Up to and including the line that contains "const ALL_USERS: &str", return every line from the start of the data, unchanged.

(Saved entries)
== Segment start ==
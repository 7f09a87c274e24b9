use std::collections::BTreeMap;
use std::str::FromStr;

use serde::Serialize;
use tracing::warn;

use super::domain::{
    Actor, Employee, LeaveError, LeaveRequest, LeaveRequestId, LeaveStatus, LeaveType, UserId,
};
use super::store::LeaveRequestStore;
use super::summary::{company_report, CompanyLeaveReport};

const ALL_USERS: &str = "all";

/// Which employees a company view should include.
///
/// Parses the literal `all` (exact case) as every user; anything else is
/// taken as a user id.
#[derive(Debug, Clone, PartialEq, Eq)]
pub enum UserSelector {
    All,
    User(UserId),
}

#[derive(Debug, Clone, Copy, PartialEq, Eq, thiserror::Error)]
#[error("user selector must be 'all' or a non-empty user id")]
pub struct EmptySelector;

impl FromStr for UserSelector {
    type Err = EmptySelector;

    fn from_str(value: &str) -> Result<Self, Self::Err> {
        let trimmed = value.trim();
        if trimmed.is_empty() {
            Err(EmptySelector)
        } else if trimmed == ALL_USERS {
            Ok(Self::All)
        } else {
            Ok(Self::User(UserId(trimmed.to_string())))
        }
    }
}

/// What the acting user may do with one request.
#[derive(Debug, Clone, Copy, Default, PartialEq, Eq, Serialize)]
pub struct LeaveCapabilities {
    pub can_edit: bool,
    pub can_approve: bool,
    pub can_delete: bool,
}

impl LeaveCapabilities {
    /// Managers may do everything; owners may still edit or withdraw their own
    /// request while it is pending.
    pub fn derive(actor: &Actor, request: &LeaveRequest) -> Self {
        let manage = actor.permission.manage_leaves;
        let owns_pending =
            request.user_id == actor.user_id && request.status == LeaveStatus::Pending;

        Self {
            can_edit: manage || owns_pending,
            can_approve: manage,
            can_delete: manage || owns_pending,
        }
    }
}

/// A leave request composed for a company-wide view.
#[derive(Debug, Clone, PartialEq, Serialize)]
pub struct CompanyLeaveRequest {
    #[serde(flatten)]
    pub request: LeaveRequest,
    pub user: Option<Employee>,
    pub can_edit: bool,
    pub can_approve: bool,
    pub can_delete: bool,
}

impl CompanyLeaveRequest {
    pub fn capabilities(&self) -> LeaveCapabilities {
        LeaveCapabilities {
            can_edit: self.can_edit,
            can_approve: self.can_approve,
            can_delete: self.can_delete,
        }
    }
}

/// Multi-employee view over a [`LeaveRequestStore`].
///
/// Capability flags are derived from the actor passed to each read, so a
/// permission change shows up on the next call without rebuilding anything.
#[derive(Debug, Clone, Default)]
pub struct CompanyLeaveStore {
    store: LeaveRequestStore,
    employees: BTreeMap<UserId, Employee>,
}

impl CompanyLeaveStore {
    pub fn new(store: LeaveRequestStore, employees: impl IntoIterator<Item = Employee>) -> Self {
        let employees = employees
            .into_iter()
            .map(|employee| (employee.id.clone(), employee))
            .collect();
        Self { store, employees }
    }

    pub fn register_employee(&mut self, employee: Employee) {
        self.employees.insert(employee.id.clone(), employee);
    }

    pub fn employees(&self) -> &BTreeMap<UserId, Employee> {
        &self.employees
    }

    pub fn store(&self) -> &LeaveRequestStore {
        &self.store
    }

    pub fn store_mut(&mut self) -> &mut LeaveRequestStore {
        &mut self.store
    }

    /// Every request the actor may see, in insertion order.
    ///
    /// Without `view_leaves` an actor only sees their own requests.
    pub fn leaves(&self, actor: &Actor) -> Vec<CompanyLeaveRequest> {
        self.store
            .requests()
            .iter()
            .filter(|request| actor.permission.view_leaves || request.user_id == actor.user_id)
            .map(|request| self.compose(request, actor))
            .collect()
    }

    pub fn filter_by_user(&self, selector: &UserSelector, actor: &Actor) -> Vec<CompanyLeaveRequest> {
        let leaves = self.leaves(actor);
        match selector {
            UserSelector::All => leaves,
            UserSelector::User(user_id) => leaves
                .into_iter()
                .filter(|leave| &leave.request.user_id == user_id)
                .collect(),
        }
    }

    pub fn approve_leave(
        &mut self,
        actor: &Actor,
        id: &LeaveRequestId,
    ) -> Result<LeaveStatus, LeaveError> {
        require_manage(actor, "approving leave")?;
        self.store.approve(id)
    }

    pub fn reject_leave(
        &mut self,
        actor: &Actor,
        id: &LeaveRequestId,
    ) -> Result<LeaveStatus, LeaveError> {
        require_manage(actor, "rejecting leave")?;
        self.store.reject(id)
    }

    pub fn revoke_leave(
        &mut self,
        actor: &Actor,
        id: &LeaveRequestId,
    ) -> Result<LeaveStatus, LeaveError> {
        require_manage(actor, "revoking leave")?;
        self.store.revoke(id)
    }

    /// Managers may delete any request; owners only their own pending ones.
    pub fn delete_leave(
        &mut self,
        actor: &Actor,
        id: &LeaveRequestId,
    ) -> Result<LeaveRequest, LeaveError> {
        let request = self
            .store
            .get(id)
            .ok_or_else(|| LeaveError::RequestNotFound(id.clone()))?;
        if !LeaveCapabilities::derive(actor, request).can_delete {
            warn!(request_id = %id, actor = %actor.user_id, "leave deletion denied");
            return Err(LeaveError::NotPendingOwner(id.clone()));
        }
        self.store.remove(id)
    }

    pub fn report(&self, leave_types: &[LeaveType], default_allowance: f64) -> CompanyLeaveReport {
        company_report(
            self.store.requests(),
            &self.employees,
            leave_types,
            default_allowance,
        )
    }

    fn compose(&self, request: &LeaveRequest, actor: &Actor) -> CompanyLeaveRequest {
        let capabilities = LeaveCapabilities::derive(actor, request);
        CompanyLeaveRequest {
            request: request.clone(),
            user: self.employees.get(&request.user_id).cloned(),
            can_edit: capabilities.can_edit,
            can_approve: capabilities.can_approve,
            can_delete: capabilities.can_delete,
        }
    }
}

fn require_manage(actor: &Actor, action: &'static str) -> Result<(), LeaveError> {
    if actor.permission.manage_leaves {
        Ok(())
    } else {
        warn!(actor = %actor.user_id, action, "leave mutation denied");
        Err(LeaveError::PermissionDenied(action))
    }
}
== Segment end ==
◆ Solution to this problem:
repository 7f09a87c274e24b9
use std::collections::BTreeMap;
use std::str::FromStr;

use serde::Serialize;
use tracing::warn;

use super::domain::{
    Actor, Employee, LeaveError, LeaveRequest, LeaveRequestId, LeaveStatus, LeaveType, UserId,
};
use super::store::LeaveRequestStore;
use super::summary::{company_report, CompanyLeaveReport};

const ALL_USERS: &str = "all";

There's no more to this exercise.